Context manager for automatic capture

with tracker.capture_oom(context="training_step", metadata={"epoch": 5, "batch": 42}):
    # Any OOM in this block is automatically captured
    output = model(data)
    loss = criterion(output, target)
    loss.backward()
The context manager:
  • Catches any exception
  • Classifies it to determine if it’s OOM-related
  • Captures diagnostics if OOM detected
  • Re-raises the original exception
See tracker.py:427-440 for implementation.
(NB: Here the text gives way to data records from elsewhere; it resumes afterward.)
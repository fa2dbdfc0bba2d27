use std::sync::{
    atomic::{AtomicUsize, Ordering},
    Arc,
};

use async_trait::async_trait;
use horizon_connect_lib::error::{RegistrationError, StoreError};
use horizon_connect_lib::models::{Event, EventId};
use horizon_connect_lib::registration::{
    FormHint, Registration, RegistrationForm, RegistrationState,
};
use horizon_connect_lib::scope::ScreenScope;
use horizon_connect_lib::store::{EventStore, SqliteEventStore};

/// Wraps a store and counts every call that would hit the network.
struct CountingStore {
    inner: SqliteEventStore,
    calls: AtomicUsize,
    fail_writes: bool,
}

impl CountingStore {
    fn new(inner: SqliteEventStore) -> Self {
        Self {
            inner,
            calls: AtomicUsize::new(0),
            fail_writes: false,
        }
    }

    fn calls(&self) -> usize {
        self.calls.load(Ordering::SeqCst)
    }
}

#[async_trait]
impl EventStore for CountingStore {
    fn name(&self) -> &'static str {
        "counting"
    }

    async fn list_events(&self) -> Result<Vec<Event>, StoreError> {
        self.calls.fetch_add(1, Ordering::SeqCst);
        self.inner.list_events().await
    }

    async fn get_event(&self, id: &EventId) -> Result<Event, StoreError> {
        self.calls.fetch_add(1, Ordering::SeqCst);
        self.inner.get_event(id).await
    }

    async fn update_spots(&self, id: &EventId, spots: u32) -> Result<(), StoreError> {
        self.calls.fetch_add(1, Ordering::SeqCst);
        self.inner.update_spots(id, spots).await
    }

    async fn decrement_spots(&self, id: &EventId, expected: u32) -> Result<(), StoreError> {
        self.calls.fetch_add(1, Ordering::SeqCst);
        if self.fail_writes {
            return Err(StoreError::Http("connection reset".into()));
        }
        self.inner.decrement_spots(id, expected).await
    }
}

async fn store_with_spots(id: &str, spots: u32) -> SqliteEventStore {
    let store = SqliteEventStore::open_in_memory().unwrap();
    store.update_spots(&EventId::from(id), spots).await.unwrap();
    store
}

#[tokio::test]
async fn last_spot_then_blocked_locally() {
    let counting = Arc::new(CountingStore::new(store_with_spots("1", 1).await));
    let mut registration = Registration::new(counting.clone(), "1");

    assert!(matches!(registration.load().await, RegistrationState::Ready(_)));
    assert_eq!(registration.state().event().map(|e| e.spots), Some(1));
    let updated = registration.confirm().await.unwrap();
    assert_eq!(updated.spots, 0);
    assert!(matches!(registration.state(), RegistrationState::Success(e) if e.spots == 0));

    let calls_before = counting.calls();
    let err = registration.confirm().await.unwrap_err();
    assert!(matches!(err, RegistrationError::NoSpotsLeft));
    assert_eq!(counting.calls(), calls_before, "blocked attempt must not reach the store");
    assert_eq!(counting.get_event(&EventId::from("1")).await.unwrap().spots, 0);
}

#[tokio::test]
async fn zero_spots_stay_ready() {
    let counting = Arc::new(CountingStore::new(store_with_spots("3", 0).await));
    let mut registration = Registration::new(counting.clone(), "3");
    registration.load().await;
    let calls_before = counting.calls();

    let err = registration.confirm().await.unwrap_err();
    assert!(matches!(err, RegistrationError::NoSpotsLeft));
    assert_eq!(err.user_message(), "No spots left");
    assert!(matches!(registration.state(), RegistrationState::Ready(_)));
    assert_eq!(counting.calls(), calls_before);
}

#[tokio::test]
async fn concurrent_registrations_take_one_spot() {
    let store: Arc<dyn EventStore> = Arc::new(store_with_spots("2", 1).await);
    let mut first = Registration::new(store.clone(), "2");
    let mut second = Registration::new(store.clone(), "2");
    first.load().await;
    second.load().await;

    let (a, b) = tokio::join!(first.confirm(), second.confirm());
    let outcomes = [a, b];
    let successes = outcomes.iter().filter(|outcome| outcome.is_ok()).count();
    let exhausted = outcomes
        .iter()
        .filter(|outcome| matches!(outcome, Err(RegistrationError::NoSpotsLeft)))
        .count();
    assert_eq!(successes, 1);
    assert_eq!(exhausted, 1);
    assert_eq!(store.get_event(&EventId::from("2")).await.unwrap().spots, 0);
}

#[tokio::test]
async fn stale_snapshot_is_a_conflict() {
    let store: Arc<dyn EventStore> = Arc::new(store_with_spots("2", 5).await);
    let mut registration = Registration::new(store.clone(), "2");
    registration.load().await;
    store.update_spots(&EventId::from("2"), 3).await.unwrap();

    let err = registration.confirm().await.unwrap_err();
    assert!(matches!(err, RegistrationError::Conflict));
    assert!(matches!(registration.state(), RegistrationState::Ready(e) if e.spots == 5));
    assert_eq!(store.get_event(&EventId::from("2")).await.unwrap().spots, 3);
}

#[tokio::test]
async fn failed_write_returns_to_ready() {
    let mut counting = CountingStore::new(store_with_spots("1", 4).await);
    counting.fail_writes = true;
    let counting = Arc::new(counting);
    let mut registration = Registration::new(counting.clone(), "1");
    registration.load().await;

    let err = registration.confirm().await.unwrap_err();
    assert!(matches!(err, RegistrationError::Submission(_)));
    assert_eq!(err.user_message(), "Registration failed. Try again.");
    assert!(matches!(registration.state(), RegistrationState::Ready(e) if e.spots == 4));
}

#[tokio::test]
async fn unknown_event_is_not_found() {
    let store: Arc<dyn EventStore> = Arc::new(SqliteEventStore::open_in_memory().unwrap());
    let mut registration = Registration::new(store, "99");
    assert_eq!(registration.load().await, &RegistrationState::NotFound);
    assert!(matches!(
        registration.confirm().await,
        Err(RegistrationError::NotReady)
    ));
}

#[tokio::test]
async fn left_screen_keeps_state() {
    let store: Arc<dyn EventStore> = Arc::new(SqliteEventStore::open_in_memory().unwrap());
    let mut registration = Registration::new(store.clone(), "1");
    registration.leave();
    assert_eq!(registration.load().await, &RegistrationState::Idle);
    assert_eq!(store.get_event(&EventId::from("1")).await.unwrap().spots, 10);
}

#[tokio::test]
async fn leaving_a_shared_screen_keeps_the_loaded_snapshot() {
    let store: Arc<dyn EventStore> = Arc::new(SqliteEventStore::open_in_memory().unwrap());
    let screen = ScreenScope::new();
    let mut registration = Registration::with_scope(store.clone(), "2", screen.clone());
    assert_eq!(registration.event_id(), &EventId::from(2_i64));
    registration.load().await;

    screen.leave();
    assert!(matches!(
        registration.confirm().await,
        Err(RegistrationError::Cancelled)
    ));
    assert!(matches!(registration.state(), RegistrationState::Ready(e) if e.spots == 25));
    assert_eq!(store.get_event(&EventId::from("2")).await.unwrap().spots, 25);
}

#[test]
fn form_hints_never_block() {
    let form = RegistrationForm {
        full_name: " ".into(),
        email: "bob.jobs".into(),
        phone: String::new(),
    };
    assert_eq!(form.hints(), [FormHint::MissingName, FormHint::EmailFormat]);

    let form = RegistrationForm {
        full_name: "Bob Jobs".into(),
        email: "bob@example.com".into(),
        phone: String::new(),
    };
    assert!(form.hints().is_empty());
}
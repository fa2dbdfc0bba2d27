use tracing_subscriber::{fmt, layer::SubscriberExt, util::SubscriberInitExt, EnvFilter};

/// Installs the stderr subscriber. `RUST_LOG` wins over `verbose`.
pub fn init(verbose: bool) {
    let default_level = if verbose { "debug" } else { "warn" };
    let filter = EnvFilter::try_from_default_env()
        .unwrap_or_else(|_| EnvFilter::new(format!("horizon_connect_lib={default_level},warn")));

    let _ = tracing_subscriber::registry()
        .with(filter)
        .with(fmt::layer().with_writer(std::io::stderr).with_target(false))
        .try_init();
}
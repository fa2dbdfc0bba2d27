pub mod catalog;
pub mod cli;
pub mod config;
pub mod error;
pub mod filter;
mod logging;
pub mod models;
pub mod registration;
pub mod scope;
pub mod store;
mod utils;

use std::sync::Arc;

use clap::Parser;
use serde::Serialize;

use catalog::{Catalog, EventDetails};
use cli::{Cli, Command};
use config::{AppConfig, ConfigStore};
use filter::CategoryFilter;
use models::{Event, EventId};
use registration::{Registration, RegistrationForm, RegistrationState, SUCCESS_MESSAGE};
use scope::ScreenScope;
use store::EventStore;

const LOAD_FAILED: &str = "Could not load events. Pull to refresh.";

pub struct AppState {
    store: Arc<dyn EventStore>,
}

impl AppState {
    pub fn new(store: Arc<dyn EventStore>) -> Self {
        Self { store }
    }

    pub fn from_config(config: &AppConfig) -> Result<Self, String> {
        let store = store::open_store(config).map_err(|e| e.to_string())?;
        Ok(Self::new(store))
    }

    pub fn store(&self) -> Arc<dyn EventStore> {
        Arc::clone(&self.store)
    }
}

#[derive(Debug, Default, Clone)]
pub struct ListQuery {
    pub query: String,
    pub category: String,
    pub tags: Vec<String>,
    pub date: String,
}

#[derive(Debug, Serialize)]
pub struct EventListing {
    pub summary: String,
    pub events: Vec<Event>,
}

#[derive(Debug, Serialize)]
pub struct RegistrationReceipt {
    pub message: &'static str,
    pub hints: Vec<&'static str>,
    pub event: Event,
}

pub async fn list_events(state: &AppState, query: ListQuery) -> Result<EventListing, String> {
    let mut catalog = Catalog::new(state.store());
    catalog.refresh().await;
    if catalog.load_failed() {
        return Err(LOAD_FAILED.into());
    }
    catalog.set_query(query.query);
    catalog.set_date(query.date);
    for tag in &query.tags {
        if !catalog.filter.is_selected(tag) {
            catalog.toggle_tag(tag);
        }
    }
    catalog.category = CategoryFilter::parse(&query.category);

    let events = catalog.results();
    Ok(EventListing {
        summary: filter::result_summary(events.len()),
        events,
    })
}

pub async fn event_details(state: &AppState, id: String) -> Result<Event, String> {
    let store = state.store();
    let scope = ScreenScope::new();
    match catalog::load_details(store.as_ref(), &scope, &EventId::from(id)).await {
        Some(EventDetails::Found(event)) => Ok(event),
        Some(EventDetails::NotFound) | None => Err("Event not found.".into()),
    }
}

pub async fn register_for_event(
    state: &AppState,
    id: String,
    form: RegistrationForm,
) -> Result<RegistrationReceipt, String> {
    let mut registration = Registration::new(state.store(), id);
    registration.form = form;
    if matches!(registration.load().await, RegistrationState::NotFound) {
        return Err("Event not found.".into());
    }

    let hints = registration
        .form
        .hints()
        .into_iter()
        .map(|hint| hint.message())
        .collect();
    let event = registration
        .confirm()
        .await
        .map_err(|e| e.user_message().to_string())?;

    Ok(RegistrationReceipt {
        message: SUCCESS_MESSAGE,
        hints,
        event,
    })
}

pub async fn list_tags(state: &AppState) -> Result<Vec<String>, String> {
    let mut catalog = Catalog::new(state.store());
    catalog.refresh().await;
    if catalog.load_failed() {
        return Err(LOAD_FAILED.into());
    }
    Ok(catalog.tags())
}

pub async fn run() -> anyhow::Result<()> {
    let cli = Cli::parse();
    logging::init(cli.verbose);

    let config_store = ConfigStore::load();
    let mut config = config_store.read()?;
    config.apply_env()?;
    cli.apply_to(&mut config);
    tracing::debug!(?config, "effective configuration");

    if let Command::Config { save } = &cli.command {
        if *save {
            let saved = config_store.update(|stored| cli.apply_to(stored))?;
            tracing::info!(path = ?config_store.path(), "configuration saved");
            print_json(&saved)?;
        } else {
            print_json(&config)?;
        }
        return Ok(());
    }

    let state = AppState::from_config(&config).map_err(anyhow::Error::msg)?;
    match cli.command {
        Command::List {
            query,
            category,
            tags,
            date,
        } => {
            let listing = list_events(
                &state,
                ListQuery {
                    query: query.unwrap_or_default(),
                    category: category.unwrap_or_default(),
                    tags,
                    date: date.unwrap_or_default(),
                },
            )
            .await
            .map_err(anyhow::Error::msg)?;
            if cli.json {
                print_json(&listing)?;
            } else {
                println!("{}", listing.summary);
                for event in &listing.events {
                    print_card(event);
                }
            }
        }
        Command::Show { id } => {
            let event = event_details(&state, id).await.map_err(anyhow::Error::msg)?;
            if cli.json {
                print_json(&event)?;
            } else {
                print_details(&event);
            }
        }
        Command::Register {
            id,
            name,
            email,
            phone,
        } => {
            let form = RegistrationForm {
                full_name: name.unwrap_or_default(),
                email: email.unwrap_or_default(),
                phone: phone.unwrap_or_default(),
            };
            let receipt = register_for_event(&state, id, form)
                .await
                .map_err(anyhow::Error::msg)?;
            if cli.json {
                print_json(&receipt)?;
            } else {
                for hint in &receipt.hints {
                    eprintln!("note: {hint}");
                }
                println!("{}", receipt.message);
                println!("{}", receipt.event.spots_line());
            }
        }
        Command::Tags => {
            let tags = list_tags(&state).await.map_err(anyhow::Error::msg)?;
            if cli.json {
                print_json(&tags)?;
            } else {
                println!("{}", tags.join(", "));
            }
        }
        Command::Config { .. } => {}
    }
    Ok(())
}

fn print_json<T: Serialize>(value: &T) -> anyhow::Result<()> {
    println!("{}", serde_json::to_string_pretty(value)?);
    Ok(())
}

fn print_card(event: &Event) {
    println!();
    println!("[{}] {}", event.id, event.title);
    println!("  {} • {}", event.time, event.location);
    println!("  {}", event.spots_line());
    if !event.tags.is_empty() {
        println!("  {}", event.preview_tags().join(" · "));
    }
}

fn print_details(event: &Event) {
    println!("{}", event.title);
    println!("⏱ {}", event.time);
    println!("📍 {}", event.location);
    println!("👥 {}", event.spots_line());
    if !event.date_label.is_empty() {
        println!("📅 {}", event.date_label);
    }
    println!();
    println!("Categories: {}", event.tags.join(", "));
    println!();
    println!("{}", event.description_or_default());
}
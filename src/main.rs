#[tokio::main]
async fn main() -> anyhow::Result<()> {
    horizon_connect_lib::run().await
}
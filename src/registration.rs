//! Registration for a single event.
//!
//! A [`Registration`] walks `Idle → Loading → Ready → Submitting → Success`,
//! with `NotFound` as the terminal state of a failed load. A failed
//! submission is reported from [`Registration::confirm`] and puts the
//! session back in `Ready` with the snapshot it had before.

use std::sync::Arc;

use once_cell::sync::Lazy;
use regex::Regex;
use tracing::{info, warn};

use crate::error::{RegistrationError, StoreError};
use crate::models::{Event, EventId};
use crate::scope::ScreenScope;
use crate::store::EventStore;

pub const SUCCESS_MESSAGE: &str = "Registered! Spots updated";

static EMAIL_RE: Lazy<Regex> =
    Lazy::new(|| Regex::new(r"^[^\s@]+@[^\s@]+\.[^\s@]+$").expect("valid email regex"));

#[derive(Clone, Debug, PartialEq)]
pub enum RegistrationState {
    Idle,
    Loading,
    NotFound,
    Ready(Event),
    Submitting(Event),
    Success(Event),
}

impl RegistrationState {
    pub fn event(&self) -> Option<&Event> {
        match self {
            RegistrationState::Ready(event)
            | RegistrationState::Submitting(event)
            | RegistrationState::Success(event) => Some(event),
            _ => None,
        }
    }
}

/// Hints shown next to the form fields. None of them blocks submission.
#[derive(Clone, Copy, Debug, PartialEq, Eq)]
pub enum FormHint {
    MissingName,
    EmailFormat,
}

impl FormHint {
    pub fn message(self) -> &'static str {
        match self {
            FormHint::MissingName => "Full name is required",
            FormHint::EmailFormat => "Email should look like name@example.com",
        }
    }
}

#[derive(Clone, Debug, Default, PartialEq, Eq)]
pub struct RegistrationForm {
    pub full_name: String,
    pub email: String,
    pub phone: String,
}

impl RegistrationForm {
    pub fn hints(&self) -> Vec<FormHint> {
        let mut hints = Vec::new();
        if self.full_name.trim().is_empty() {
            hints.push(FormHint::MissingName);
        }
        let email = self.email.trim();
        if !email.is_empty() && !EMAIL_RE.is_match(email) {
            hints.push(FormHint::EmailFormat);
        }
        hints
    }
}

pub struct Registration {
    store: Arc<dyn EventStore>,
    event_id: EventId,
    state: RegistrationState,
    pub form: RegistrationForm,
    scope: ScreenScope,
}

impl Registration {
    pub fn new(store: Arc<dyn EventStore>, event_id: impl Into<EventId>) -> Self {
        Self::with_scope(store, event_id, ScreenScope::new())
    }

    pub fn with_scope(
        store: Arc<dyn EventStore>,
        event_id: impl Into<EventId>,
        scope: ScreenScope,
    ) -> Self {
        Self {
            store,
            event_id: event_id.into(),
            state: RegistrationState::Idle,
            form: RegistrationForm::default(),
            scope,
        }
    }

    pub fn event_id(&self) -> &EventId {
        &self.event_id
    }

    pub fn state(&self) -> &RegistrationState {
        &self.state
    }

    /// Ends the screen; responses still in flight are dropped.
    pub fn leave(&self) {
        self.scope.leave();
    }

    pub async fn load(&mut self) -> &RegistrationState {
        let previous = std::mem::replace(&mut self.state, RegistrationState::Loading);
        let store = Arc::clone(&self.store);
        let fetched = self.scope.run(store.get_event(&self.event_id)).await;
        self.state = match fetched {
            Ok(Ok(event)) => RegistrationState::Ready(event),
            Ok(Err(err)) => {
                warn!(id = %self.event_id, error = %err, "event load failed");
                RegistrationState::NotFound
            }
            Err(_) => previous,
        };
        &self.state
    }

    /// Takes one spot for the loaded event.
    ///
    /// Blocked locally, without touching the store, when the snapshot shows
    /// no spots. The decrement is conditional on the snapshot's count, so a
    /// concurrent registration surfaces as `NoSpotsLeft` or `Conflict`
    /// instead of overwriting the other one.
    pub async fn confirm(&mut self) -> Result<Event, RegistrationError> {
        let snapshot = match &self.state {
            RegistrationState::Ready(event) | RegistrationState::Success(event) => event.clone(),
            _ => return Err(RegistrationError::NotReady),
        };
        if !snapshot.has_spots() {
            return Err(RegistrationError::NoSpotsLeft);
        }

        self.state = RegistrationState::Submitting(snapshot.clone());
        let store = Arc::clone(&self.store);
        let mut fallback = snapshot.clone();
        fallback.spots = snapshot.spots - 1;
        let outcome = self
            .scope
            .run(async move {
                let id = fallback.id.clone();
                store.decrement_spots(&id, fallback.spots + 1).await?;
                match store.get_event(&id).await {
                    Ok(updated) => Ok::<Event, StoreError>(updated),
                    Err(err) => {
                        // The spot is taken; show the locally computed count.
                        warn!(%id, error = %err, "refresh after registration failed");
                        Ok(fallback)
                    }
                }
            })
            .await;

        match outcome {
            Ok(Ok(updated)) => {
                info!(id = %updated.id, remaining = updated.spots, "registered");
                self.state = RegistrationState::Success(updated.clone());
                Ok(updated)
            }
            Ok(Err(err)) => {
                warn!(id = %snapshot.id, error = %err, "registration failed");
                self.state = RegistrationState::Ready(snapshot);
                Err(err.into())
            }
            Err(cancelled) => {
                self.state = RegistrationState::Ready(snapshot);
                Err(cancelled.into())
            }
        }
    }
}
use dirs::data_dir;
use once_cell::sync::Lazy;
use std::{
    fs,
    path::{Path, PathBuf},
};

static DATA_ROOT: Lazy<PathBuf> = Lazy::new(|| {
    let base = data_dir()
        .unwrap_or_else(|| std::env::current_dir().unwrap_or_else(|_| PathBuf::from(".")));
    let root = base.join("horizon-connect");
    if let Err(err) = fs::create_dir_all(&root) {
        tracing::warn!(path = ?root, error = %err, "failed to create data root");
    }
    root
});

pub fn data_root() -> PathBuf {
    DATA_ROOT.clone()
}

pub fn database_path() -> PathBuf {
    data_root().join("horizon-connect.sqlite")
}

pub fn config_path() -> PathBuf {
    data_root().join("config.json")
}

pub fn ensure_parent(path: &Path) {
    if let Some(parent) = path.parent() {
        if let Err(err) = fs::create_dir_all(parent) {
            tracing::warn!(path = ?parent, error = %err, "failed to create parent");
        }
    }
}

/// Trimmed, lower-cased form of user input used for matching.
pub fn fold_text(input: &str) -> String {
    input.trim().to_lowercase()
}
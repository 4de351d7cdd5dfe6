//! Wire protocol for the track endpoint.

use serde::{Deserialize, Serialize};
use uuid::Uuid;

use beacon_core::{CommandBundle, Event};

/// Routing keys shared by every event in a request. Before-add bundling
/// rules guarantee a bundle is homogeneous, so these come from its first
/// command.
#[derive(Debug, Clone, Serialize, Deserialize)]
pub struct RequestKeys {
    pub visitor_id: String,
    pub pv_id: String,
    pub original_pv_id: String,
    pub scene_id: String,
}

/// One track request: the serialized events of a single bundle plus the
/// routing keys they share.
#[derive(Debug, Clone, Serialize, Deserialize)]
pub struct TrackRequest {
    /// Unique request ID for tracing.
    pub request_id: String,
    /// Application key; also sent as a header.
    pub app_key: String,
    pub keys: RequestKeys,
    pub events: Vec<Event>,
    /// Whether this request replays previously failed commands.
    #[serde(default)]
    pub is_retry: bool,
}

impl TrackRequest {
    /// Build a request from a completed bundle. Returns None for an empty
    /// bundle.
    pub fn from_bundle(app_key: &str, bundle: &CommandBundle) -> Option<Self> {
        let first = bundle.first()?;
        let events = bundle
            .commands()
            .iter()
            .map(|command| {
                let mut event = command.event.clone();
                event.merge_additional_parameters(command.date, command.is_retry);
                event
            })
            .collect();
        Some(Self {
            request_id: Uuid::new_v4().to_string(),
            app_key: app_key.to_string(),
            keys: RequestKeys {
                visitor_id: first.visitor_id.clone(),
                pv_id: first.scene.pv_id.clone(),
                original_pv_id: first.scene.original_pv_id.clone(),
                scene_id: first.scene.scene_id.clone(),
            },
            events,
            is_retry: first.is_retry,
        })
    }
}

/// Response body of the track endpoint. The body is advisory; delivery is
/// judged on the HTTP status alone.
#[derive(Debug, Clone, Serialize, Deserialize)]
pub struct TrackResponse {
    pub success: bool,
    pub status: u16,
}
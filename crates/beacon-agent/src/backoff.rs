//! Exponential backoff schedule for in-process command retries.

use std::time::Duration;

/// The schedule ran out of attempts; the command stays persisted for the
/// next launch instead.
#[derive(Debug, thiserror::Error)]
#[error("retry budget exhausted")]
pub struct BackoffExhausted;

/// Deterministic exponential backoff: `interval * multiplier^(n-1)` for the
/// n-th attempt, up to `max_count` attempts.
#[derive(Debug, Clone)]
pub struct ExponentialBackoff {
    interval: Duration,
    multiplier: u32,
    max_count: u32,
    count: u32,
}

impl ExponentialBackoff {
    pub fn new(interval: Duration, multiplier: u32, max_count: u32) -> Self {
        Self {
            interval,
            multiplier,
            max_count,
            count: 0,
        }
    }

    /// Delay before the next attempt, or `BackoffExhausted` once the
    /// attempt budget is spent.
    pub fn next_delay(&mut self) -> Result<Duration, BackoffExhausted> {
        self.count += 1;
        if self.count > self.max_count {
            return Err(BackoffExhausted);
        }
        let scale = (self.multiplier as f64).powi(self.count as i32 - 1);
        Ok(self.interval.mul_f64(scale))
    }

    pub fn attempts(&self) -> u32 {
        self.count
    }
}

#[cfg(test)]
mod tests {
    use super::*;

    #[test]
    fn delays_grow_by_the_multiplier() {
        let mut backoff = ExponentialBackoff::new(Duration::from_millis(500), 4, 6);
        assert_eq!(backoff.next_delay().unwrap(), Duration::from_millis(500));
        assert_eq!(backoff.next_delay().unwrap(), Duration::from_millis(2_000));
        assert_eq!(backoff.next_delay().unwrap(), Duration::from_millis(8_000));
    }

    #[test]
    fn schedule_exhausts_after_max_count() {
        let mut backoff = ExponentialBackoff::new(Duration::from_millis(500), 4, 2);
        assert!(backoff.next_delay().is_ok());
        assert!(backoff.next_delay().is_ok());
        assert!(backoff.next_delay().is_err());
    }
}
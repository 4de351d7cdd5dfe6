use std::sync::atomic::{AtomicBool, Ordering};
use std::sync::Arc;
use std::time::Duration;

use super::AsyncBundleRule;

/// Flushes the current bundle once it has been quiet for one interval.
///
/// The flag is driven by the dispatcher's state: while the client is busy,
/// elapsed windows re-arm instead of closing, so commands accumulate into
/// one larger bundle that flushes on the next tick after the client goes
/// idle again.
#[derive(Debug)]
pub struct TimeWindowBundleRule {
    interval: Duration,
    immediately_bundlable: AtomicBool,
}

impl TimeWindowBundleRule {
    pub fn new(interval: Duration) -> Arc<Self> {
        Arc::new(Self {
            interval,
            immediately_bundlable: AtomicBool::new(true),
        })
    }

    pub fn set_immediately_bundlable(&self, bundlable: bool) {
        self.immediately_bundlable.store(bundlable, Ordering::SeqCst);
    }
}

impl AsyncBundleRule for TimeWindowBundleRule {
    fn interval(&self) -> Duration {
        self.interval
    }

    fn is_immediately_bundlable(&self) -> bool {
        self.immediately_bundlable.load(Ordering::SeqCst)
    }
}
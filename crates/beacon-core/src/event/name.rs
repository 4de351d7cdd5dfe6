use serde::{Deserialize, Serialize};

/// Event name newtype.
#[derive(Debug, Clone, PartialEq, Eq, Hash, Serialize, Deserialize)]
#[serde(transparent)]
pub struct EventName(pub String);

impl EventName {
    pub fn new(raw: impl Into<String>) -> Self {
        Self(raw.into())
    }

    pub fn as_str(&self) -> &str {
        &self.0
    }

    /// Initialization events are emitted during SDK boot and must wait for
    /// the foreground before being bundled.
    pub fn is_initialization_event(&self) -> bool {
        matches!(
            self.as_str(),
            "native_app_install" | "native_app_update" | "native_app_open" | "native_app_crashed"
        )
    }

    /// Whether commands for this event may be persisted and replayed.
    /// Variables-fetch results are bound to one response cycle and must
    /// never be retransmitted.
    pub fn is_retryable(&self) -> bool {
        self.as_str() != "_fetch_variables"
    }
}

impl std::fmt::Display for EventName {
    fn fmt(&self, f: &mut std::fmt::Formatter<'_>) -> std::fmt::Result {
        f.write_str(self.as_str())
    }
}

impl From<&str> for EventName {
    fn from(raw: &str) -> Self {
        Self::new(raw)
    }
}

/// Well-known event names.
impl EventName {
    pub fn view() -> Self {
        Self::new("view")
    }

    pub fn identify() -> Self {
        Self::new("identify")
    }

    pub fn attribute() -> Self {
        Self::new("attribute")
    }

    pub fn native_app_install() -> Self {
        Self::new("native_app_install")
    }

    pub fn native_app_update() -> Self {
        Self::new("native_app_update")
    }

    pub fn native_app_open() -> Self {
        Self::new("native_app_open")
    }

    pub fn native_app_foreground() -> Self {
        Self::new("native_app_foreground")
    }

    pub fn native_app_background() -> Self {
        Self::new("native_app_background")
    }

    pub fn native_app_crashed() -> Self {
        Self::new("native_app_crashed")
    }

    pub fn native_app_renew_visitor_id() -> Self {
        Self::new("native_app_renew_visitor_id")
    }

    pub fn deep_link_app_open() -> Self {
        Self::new("deep_link_app_open")
    }

    pub fn fetch_variables() -> Self {
        Self::new("_fetch_variables")
    }
}
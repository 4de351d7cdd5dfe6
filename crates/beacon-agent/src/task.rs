//! Per-command completion plumbing. A completion fires exactly once, on the
//! first definitive outcome: delivery, or the first failed send (retries
//! continue in the background without re-notifying).

use std::collections::HashMap;
use std::sync::Mutex;

use crate::lock;

/// Called with `true` on delivery, `false` on the first failed send.
pub type CommandCompletion = Box<dyn FnOnce(bool) + Send>;

#[derive(Default)]
pub(crate) struct TaskRegistry {
    completions: Mutex<HashMap<String, CommandCompletion>>,
}

impl TaskRegistry {
    pub fn insert(&self, command_id: String, completion: CommandCompletion) {
        lock(&self.completions).insert(command_id, completion);
    }

    pub fn complete(&self, command_id: &str, success: bool) {
        let completion = lock(&self.completions).remove(command_id);
        if let Some(completion) = completion {
            completion(success);
        }
    }
}
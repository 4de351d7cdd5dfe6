use beacon_core::{CommandBundle, TrackingCommand};

use super::BundleRule;

/// Closes the bundle once it reaches a fixed command count.
#[derive(Debug)]
pub struct CommandCountBundleRule {
    count: usize,
}

impl CommandCountBundleRule {
    pub fn new(count: usize) -> Self {
        Self { count }
    }
}

impl BundleRule for CommandCountBundleRule {
    fn evaluate(&self, bundle: &CommandBundle, _command: &TrackingCommand) -> bool {
        bundle.len() >= self.count
    }
}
OOM exception classification

The system automatically classifies exceptions to determine if they’re OOM-related:
from gpumemprof.oom_flight_recorder import classify_oom_exception

try:
    problematic_code()
except Exception as e:
    classification = classify_oom_exception(e)
    
    if classification.is_oom:
        print(f"OOM detected: {classification.reason}")
        # Take action: reduce batch size, save checkpoint, etc.
    else:
        print("Not an OOM error")

Recognized OOM patterns

The classifier recognizes:
  1. PyTorch CUDA OOM: torch.cuda.OutOfMemoryError
  2. TensorFlow OOM: ResourceExhaustedError
  3. Message patterns:
    • “out of memory”
    • “cuda out of memory”
    • “hip out of memory”
    • “resource exhausted”
    • “failed to allocate”
    • “allocation failed”
See oom_flight_recorder.py:22-29 for pattern definitions.

OOM dump contents

Each OOM dump is saved as a directory bundle containing multiple JSON files:

manifest.json

Metadata about the dump:
{
  "schema_version": 1,
  "bundle_name": "oom_dump_20260303T142530Z_12345_cuda_1",
  "created_at_utc": "2026-03-03T14:25:30Z",
  "reason": "torch.cuda.OutOfMemoryError",
  "backend": "cuda",
  "event_count": 5000,
  "files": [
    "manifest.json",
    "events.json",
    "metadata.json",
    "environment.json"
  ]
}

events.json

All captured tracking events leading up to the OOM:
[
  {
    "timestamp": 1709476530.123,
    "event_type": "allocation",
    "memory_allocated": 4294967296,
    "memory_reserved": 5368709120,
    "memory_change": 134217728,
    "device_id": 0,
    "context": "Memory allocated: 128.00 MB",
    "backend": "cuda"
  },
  // ... more events ...
]

metadata.json

Exception details and custom metadata:
{
  "reason": "torch.cuda.OutOfMemoryError",
  "exception_type": "OutOfMemoryError",
  "exception_module": "torch.cuda",
  "exception_message": "CUDA out of memory. Tried to allocate 2.00 GiB...",
  "context": "training_step",
  "backend": "cuda",
  "captured_event_count": 5000,
  "custom_metadata": {
    "epoch": 5,
    "batch": 42,
    "sample_allocated_bytes": 4294967296,
    "sample_reserved_bytes": 5368709120
  }
}

environment.json

System and environment information:
{
  "pid": 12345,
  "cwd": "/home/user/project",
  "system": {
    "platform": "Linux-5.15.0-x86_64",
    "python_version": "3.10.12",
    "torch_version": "2.1.0",
    "cuda_version": "12.1",
    "gpu_count": 4,
    "gpu_name": "NVIDIA A100-SXM4-40GB"
  }
}
See oom_flight_recorder.py:122-157 for dump creation logic.

Dump retention management

The flight recorder automatically manages disk usage:
config = OOMFlightRecorderConfig(
    enabled=True,
    dump_dir="oom_dumps",
    buffer_size=10000,     # Events per dump
    max_dumps=5,           # Keep max 5 dump bundles
    max_total_mb=256       # Max 256MB total storage
)

Retention policies

Dumps are pruned automatically:
  1. Count-based: Keep only the most recent max_dumps bundles
  2. Size-based: Delete oldest dumps if total size exceeds max_total_mb
Pruning happens after each dump is created. Oldest dumps (by modification time) are removed first. See oom_flight_recorder.py:175-194 for pruning logic.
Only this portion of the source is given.